Your agent should earn autonomy, not get it by default. A five-rung authority ladder — read-only to autonomous — and the controls each rung requires before you hand it over. An agent has earned only the rung its controls can back.

Version 1.0 Updated July 1, 2026 CC BY 4.0

Most teams grant an agent authority the way they grant a script permissions: by default, up front, sized to what would be convenient. Least agency inverts that. The question isn’t “what can we let the agent do?” It’s “how much authority has this agent actually earned — and what controls back it?” OWASP made this a first-class principle in its Top 10 for Agentic Applications (December 2025): autonomy is earned, not a default setting — least privilege extended from permissions to authority.

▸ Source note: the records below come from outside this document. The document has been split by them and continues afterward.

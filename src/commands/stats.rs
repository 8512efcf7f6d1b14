//! Stats command - show knowledge base statistics.

use anyhow::{Context, Result};
use clap::Args;

use super::{open_session, ready};

#[derive(Args)]
pub struct StatsCmd;

impl StatsCmd {
    pub async fn run(&self) -> Result<()> {
        let (_, session) = open_session()?;
        let gateway = ready(&session).await?;

        let stats = gateway.get_stats().await.context("Failed to fetch stats")?;

        match stats.total_documents {
            Some(total) => println!("Documents:   {}", total),
            None => println!("Documents:   -"),
        }

        Ok(())
    }
}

This is the companion to The Production-Readiness Bar. The bar scores the surrounding system across six dimensions; its Guardrails dimension asks for human-in-the-loop “on the actions that carry real consequences.” Least Agency operationalizes that one line into a scored ladder you can hold an agent against. It’s the same thesis that runs the system that builds this site: agents propose; verification and policy decide; a human approves the apply.

The authority ladder

Five rungs of granted authority.

Each rung is more authority than the one below it — and demands more control to earn. The rule that ties them together: an agent has earned only the rung its controls can back. Grant it a higher rung than that, and the difference is your unmanaged risk.

L0

Read-only

Observe and retrieve. Cannot change state anywhere.

The agent can read data and call read-only tools, but holds no credential that can write, deploy, spend, or send.

Earn it
Output handling and input provenance — a read-only agent over untrusted content is still an exfiltration surface.
Fail
Treating “it can’t write” as “it’s safe,” and pointing it at untrusted inputs with no output controls.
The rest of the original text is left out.